◆ **WHAT IS BEING ASKED**
Please return every record below exactly as it stands.

◆ **Records from a dataset**

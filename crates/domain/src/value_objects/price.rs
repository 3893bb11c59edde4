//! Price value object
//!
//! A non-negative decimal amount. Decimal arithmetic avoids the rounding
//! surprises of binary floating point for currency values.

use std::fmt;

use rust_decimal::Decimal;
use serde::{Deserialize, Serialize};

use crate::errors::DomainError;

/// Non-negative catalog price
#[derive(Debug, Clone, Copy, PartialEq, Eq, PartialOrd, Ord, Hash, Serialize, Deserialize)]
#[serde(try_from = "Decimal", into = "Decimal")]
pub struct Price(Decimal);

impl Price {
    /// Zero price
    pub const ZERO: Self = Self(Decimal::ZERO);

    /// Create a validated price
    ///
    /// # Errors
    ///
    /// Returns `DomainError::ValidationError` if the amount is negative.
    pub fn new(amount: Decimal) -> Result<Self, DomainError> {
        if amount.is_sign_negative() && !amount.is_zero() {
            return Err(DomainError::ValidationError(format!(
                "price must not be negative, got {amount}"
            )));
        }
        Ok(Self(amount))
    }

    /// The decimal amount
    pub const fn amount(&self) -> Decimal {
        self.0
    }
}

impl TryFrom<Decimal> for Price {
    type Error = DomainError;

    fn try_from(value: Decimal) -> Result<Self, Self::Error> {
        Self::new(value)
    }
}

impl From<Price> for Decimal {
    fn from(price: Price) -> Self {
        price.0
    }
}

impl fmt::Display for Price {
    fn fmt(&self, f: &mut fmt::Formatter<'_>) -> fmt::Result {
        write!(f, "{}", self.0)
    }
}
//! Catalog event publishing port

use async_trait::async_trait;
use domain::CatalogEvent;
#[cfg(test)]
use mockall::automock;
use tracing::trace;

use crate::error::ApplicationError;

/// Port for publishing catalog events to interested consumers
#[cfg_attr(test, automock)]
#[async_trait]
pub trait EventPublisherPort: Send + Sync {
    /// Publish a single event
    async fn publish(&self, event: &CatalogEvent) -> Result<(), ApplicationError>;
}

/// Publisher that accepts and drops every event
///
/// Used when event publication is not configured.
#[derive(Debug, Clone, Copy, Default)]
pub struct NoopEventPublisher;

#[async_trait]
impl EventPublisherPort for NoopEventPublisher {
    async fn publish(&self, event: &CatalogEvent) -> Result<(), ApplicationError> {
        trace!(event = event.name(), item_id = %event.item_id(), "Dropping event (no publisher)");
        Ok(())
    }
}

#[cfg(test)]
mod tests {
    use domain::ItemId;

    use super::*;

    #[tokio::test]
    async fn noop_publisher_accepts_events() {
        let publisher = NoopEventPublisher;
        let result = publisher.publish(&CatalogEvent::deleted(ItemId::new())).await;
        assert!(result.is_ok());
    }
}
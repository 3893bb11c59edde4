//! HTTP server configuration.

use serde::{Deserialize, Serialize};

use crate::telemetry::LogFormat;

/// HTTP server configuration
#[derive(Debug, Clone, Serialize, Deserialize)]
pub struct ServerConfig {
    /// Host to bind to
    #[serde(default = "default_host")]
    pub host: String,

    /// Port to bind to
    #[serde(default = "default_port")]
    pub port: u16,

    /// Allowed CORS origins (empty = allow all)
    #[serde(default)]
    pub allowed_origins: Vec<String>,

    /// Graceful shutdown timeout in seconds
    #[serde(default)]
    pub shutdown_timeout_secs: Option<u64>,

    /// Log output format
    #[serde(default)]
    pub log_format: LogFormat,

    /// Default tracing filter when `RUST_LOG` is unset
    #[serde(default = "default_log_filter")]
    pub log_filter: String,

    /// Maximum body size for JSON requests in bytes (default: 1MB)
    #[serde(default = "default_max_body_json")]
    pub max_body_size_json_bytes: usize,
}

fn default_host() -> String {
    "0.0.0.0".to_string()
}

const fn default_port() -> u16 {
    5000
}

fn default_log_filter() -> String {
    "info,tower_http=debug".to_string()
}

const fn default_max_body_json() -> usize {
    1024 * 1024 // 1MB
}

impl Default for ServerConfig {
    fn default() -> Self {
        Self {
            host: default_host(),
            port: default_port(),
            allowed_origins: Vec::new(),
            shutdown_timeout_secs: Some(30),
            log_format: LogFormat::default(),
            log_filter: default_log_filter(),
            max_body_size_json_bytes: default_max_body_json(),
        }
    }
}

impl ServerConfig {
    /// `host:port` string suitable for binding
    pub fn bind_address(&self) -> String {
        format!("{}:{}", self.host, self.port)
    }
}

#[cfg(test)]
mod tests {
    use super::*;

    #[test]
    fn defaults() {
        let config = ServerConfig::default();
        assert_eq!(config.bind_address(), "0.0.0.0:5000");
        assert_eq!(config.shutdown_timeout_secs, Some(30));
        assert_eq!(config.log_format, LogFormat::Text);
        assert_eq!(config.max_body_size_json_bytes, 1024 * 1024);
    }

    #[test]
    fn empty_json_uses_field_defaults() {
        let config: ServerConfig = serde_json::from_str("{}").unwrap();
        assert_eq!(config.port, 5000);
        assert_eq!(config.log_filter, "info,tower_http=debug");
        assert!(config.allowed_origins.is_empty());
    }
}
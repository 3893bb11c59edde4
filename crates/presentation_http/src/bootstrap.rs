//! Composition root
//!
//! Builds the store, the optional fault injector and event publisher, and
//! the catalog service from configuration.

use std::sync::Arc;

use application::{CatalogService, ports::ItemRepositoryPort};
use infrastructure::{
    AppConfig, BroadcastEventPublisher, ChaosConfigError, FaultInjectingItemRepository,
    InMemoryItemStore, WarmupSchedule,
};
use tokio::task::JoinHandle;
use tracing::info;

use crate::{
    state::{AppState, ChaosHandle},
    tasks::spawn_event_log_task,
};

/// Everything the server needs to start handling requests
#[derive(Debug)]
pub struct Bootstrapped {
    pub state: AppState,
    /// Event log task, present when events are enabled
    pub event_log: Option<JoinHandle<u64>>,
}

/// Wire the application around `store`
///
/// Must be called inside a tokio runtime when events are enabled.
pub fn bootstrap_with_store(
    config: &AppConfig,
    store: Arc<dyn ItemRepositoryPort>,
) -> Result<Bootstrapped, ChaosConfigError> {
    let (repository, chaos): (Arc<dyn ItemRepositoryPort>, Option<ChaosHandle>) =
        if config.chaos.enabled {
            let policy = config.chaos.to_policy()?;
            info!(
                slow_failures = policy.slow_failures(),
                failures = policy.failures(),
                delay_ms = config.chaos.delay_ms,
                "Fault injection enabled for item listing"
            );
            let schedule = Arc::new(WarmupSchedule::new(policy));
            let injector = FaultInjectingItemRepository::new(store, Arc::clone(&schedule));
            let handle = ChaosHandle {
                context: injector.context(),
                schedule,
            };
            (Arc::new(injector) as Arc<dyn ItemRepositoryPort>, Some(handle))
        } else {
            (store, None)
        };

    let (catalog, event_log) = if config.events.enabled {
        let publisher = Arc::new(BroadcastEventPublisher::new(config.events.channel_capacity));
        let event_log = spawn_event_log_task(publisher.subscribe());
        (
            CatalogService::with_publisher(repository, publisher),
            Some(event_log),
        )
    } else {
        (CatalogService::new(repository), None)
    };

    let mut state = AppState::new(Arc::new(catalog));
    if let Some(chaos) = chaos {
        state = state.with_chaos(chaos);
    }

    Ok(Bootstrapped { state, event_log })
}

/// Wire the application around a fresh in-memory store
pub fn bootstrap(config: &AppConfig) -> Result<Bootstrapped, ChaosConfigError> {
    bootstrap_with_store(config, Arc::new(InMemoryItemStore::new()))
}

◆ **EXERCISE ANSWER**
filename crates/domain/src/value_objects/price.rs
repository 3893bb11c59edde4
//! Price value object
//!
//! A non-negative decimal amount. Decimal arithmetic avoids the rounding
//! surprises of binary floating point for currency values.

use std::fmt;

use rust_decimal::Decimal;
use serde::{Deserialize, Serialize};

use crate::errors::DomainError;

/// Non-negative catalog price
#[derive(Debug, Clone, Copy, PartialEq, Eq, PartialOrd, Ord, Hash, Serialize, Deserialize)]
#[serde(try_from = "Decimal", into = "Decimal")]
pub struct Price(Decimal);

impl Price {
    /// Zero price
    pub const ZERO: Self = Self(Decimal::ZERO);

    /// Create a validated price
    ///
    /// # Errors
    ///
    /// Returns `DomainError::ValidationError` if the amount is negative.
    pub fn new(amount: Decimal) -> Result<Self, DomainError> {
        if amount.is_sign_negative() && !amount.is_zero() {
            return Err(DomainError::ValidationError(format!(
                "price must not be negative, got {amount}"
            )));
        }
        Ok(Self(amount))
    }

    /// The decimal amount
    pub const fn amount(&self) -> Decimal {
        self.0
    }
}

impl TryFrom<Decimal> for Price {
    type Error = DomainError;

    fn try_from(value: Decimal) -> Result<Self, Self::Error> {
        Self::new(value)
    }
}

impl From<Price> for Decimal {
    fn from(price: Price) -> Self {
        price.0
    }
}

impl fmt::Display for Price {
    fn fmt(&self, f: &mut fmt::Formatter<'_>) -> fmt::Result {
        write!(f, "{}", self.0)
    }
}
//! Catalog event publishing port

use async_trait::async_trait;
use domain::CatalogEvent;
#[cfg(test)]
use mockall::automock;
use tracing::trace;

use crate::error::ApplicationError;

/// Port for publishing catalog events to interested consumers
#[cfg_attr(test, automock)]
#[async_trait]
pub trait EventPublisherPort: Send + Sync {
    /// Publish a single event
    async fn publish(&self, event: &CatalogEvent) -> Result<(), ApplicationError>;
}

/// Publisher that accepts and drops every event
///
/// Used when event publication is not configured.
#[derive(Debug, Clone, Copy, Default)]
pub struct NoopEventPublisher;

#[async_trait]
impl EventPublisherPort for NoopEventPublisher {
    async fn publish(&self, event: &CatalogEvent) -> Result<(), ApplicationError> {
        trace!(event = event.name(), item_id = %event.item_id(), "Dropping event (no publisher)");
        Ok(())
    }
}

#[cfg(test)]
mod tests {
    use domain::ItemId;

    use super::*;

    #[tokio::test]
    async fn noop_publisher_accepts_events() {
        let publisher = NoopEventPublisher;
        let result = publisher.publish(&CatalogEvent::deleted(ItemId::new())).await;
        assert!(result.is_ok());
    }
}
repository 3893bb11c59edde4
//! HTTP server configuration.

use serde::{Deserialize, Serialize};

use crate::telemetry::LogFormat;

/// HTTP server configuration
#[derive(Debug, Clone, Serialize, Deserialize)]
pub struct ServerConfig {
    /// Host to bind to
    #[serde(default = "default_host")]
    pub host: String,

    /// Port to bind to
    #[serde(default = "default_port")]
    pub port: u16,

    /// Allowed CORS origins (empty = allow all)
    #[serde(default)]
    pub allowed_origins: Vec<String>,

    /// Graceful shutdown timeout in seconds
    #[serde(default)]
    pub shutdown_timeout_secs: Option<u64>,

    /// Log output format
    #[serde(default)]
    pub log_format: LogFormat,

    /// Default tracing filter when `RUST_LOG` is unset
    #[serde(default = "default_log_filter")]
    pub log_filter: String,

    /// Maximum body size for JSON requests in bytes (default: 1MB)
    #[serde(default = "default_max_body_json")]
    pub max_body_size_json_bytes: usize,
}

fn default_host() -> String {
    "0.0.0.0".to_string()
}

const fn default_port() -> u16 {
    5000
}

fn default_log_filter() -> String {
    "info,tower_http=debug".to_string()
}

const fn default_max_body_json() -> usize {
    1024 * 1024 // 1MB
}

impl Default for ServerConfig {
    fn default() -> Self {
        Self {
            host: default_host(),
            port: default_port(),
            allowed_origins: Vec::new(),
            shutdown_timeout_secs: Some(30),
            log_format: LogFormat::default(),
            log_filter: default_log_filter(),
            max_body_size_json_bytes: default_max_body_json(),
        }
    }
}

impl ServerConfig {
    /// `host:port` string suitable for binding
    pub fn bind_address(&self) -> String {
        format!("{}:{}", self.host, self.port)
    }
}

#[cfg(test)]
mod tests {
    use super::*;

    #[test]
    fn defaults() {
        let config = ServerConfig::default();
        assert_eq!(config.bind_address(), "0.0.0.0:5000");
        assert_eq!(config.shutdown_timeout_secs, Some(30));
        assert_eq!(config.log_format, LogFormat::Text);
        assert_eq!(config.max_body_size_json_bytes, 1024 * 1024);
    }

    #[test]
    fn empty_json_uses_field_defaults() {
        let config: ServerConfig = serde_json::from_str("{}").unwrap();
        assert_eq!(config.port, 5000);
        assert_eq!(config.log_filter, "info,tower_http=debug");
        assert!(config.allowed_origins.is_empty());
    }
}
repository 3893bb11c59edde4
filename crates/presentation_http/src/bootstrap.rs
//! Composition root
//!
//! Builds the store, the optional fault injector and event publisher, and
//! the catalog service from configuration.

use std::sync::Arc;

use application::{CatalogService, ports::ItemRepositoryPort};
use infrastructure::{
    AppConfig, BroadcastEventPublisher, ChaosConfigError, FaultInjectingItemRepository,
    InMemoryItemStore, WarmupSchedule,
};
use tokio::task::JoinHandle;
use tracing::info;

use crate::{
    state::{AppState, ChaosHandle},
    tasks::spawn_event_log_task,
};

/// Everything the server needs to start handling requests
#[derive(Debug)]
pub struct Bootstrapped {
    pub state: AppState,
    /// Event log task, present when events are enabled
    pub event_log: Option<JoinHandle<u64>>,
}

/// Wire the application around `store`
///
/// Must be called inside a tokio runtime when events are enabled.
pub fn bootstrap_with_store(
    config: &AppConfig,
    store: Arc<dyn ItemRepositoryPort>,
) -> Result<Bootstrapped, ChaosConfigError> {
    let (repository, chaos): (Arc<dyn ItemRepositoryPort>, Option<ChaosHandle>) =
        if config.chaos.enabled {
            let policy = config.chaos.to_policy()?;
            info!(
                slow_failures = policy.slow_failures(),
                failures = policy.failures(),
                delay_ms = config.chaos.delay_ms,
                "Fault injection enabled for item listing"
            );
            let schedule = Arc::new(WarmupSchedule::new(policy));
            let injector = FaultInjectingItemRepository::new(store, Arc::clone(&schedule));
            let handle = ChaosHandle {
                context: injector.context(),
                schedule,
            };
            (Arc::new(injector) as Arc<dyn ItemRepositoryPort>, Some(handle))
        } else {
            (store, None)
        };

    let (catalog, event_log) = if config.events.enabled {
        let publisher = Arc::new(BroadcastEventPublisher::new(config.events.channel_capacity));
        let event_log = spawn_event_log_task(publisher.subscribe());
        (
            CatalogService::with_publisher(repository, publisher),
            Some(event_log),
        )
    } else {
        (CatalogService::new(repository), None)
    };

    let mut state = AppState::new(Arc::new(catalog));
    if let Some(chaos) = chaos {
        state = state.with_chaos(chaos);
    }

    Ok(Bootstrapped { state, event_log })
}

/// Wire the application around a fresh in-memory store
pub fn bootstrap(config: &AppConfig) -> Result<Bootstrapped, ChaosConfigError> {
    bootstrap_with_store(config, Arc::new(InMemoryItemStore::new()))
}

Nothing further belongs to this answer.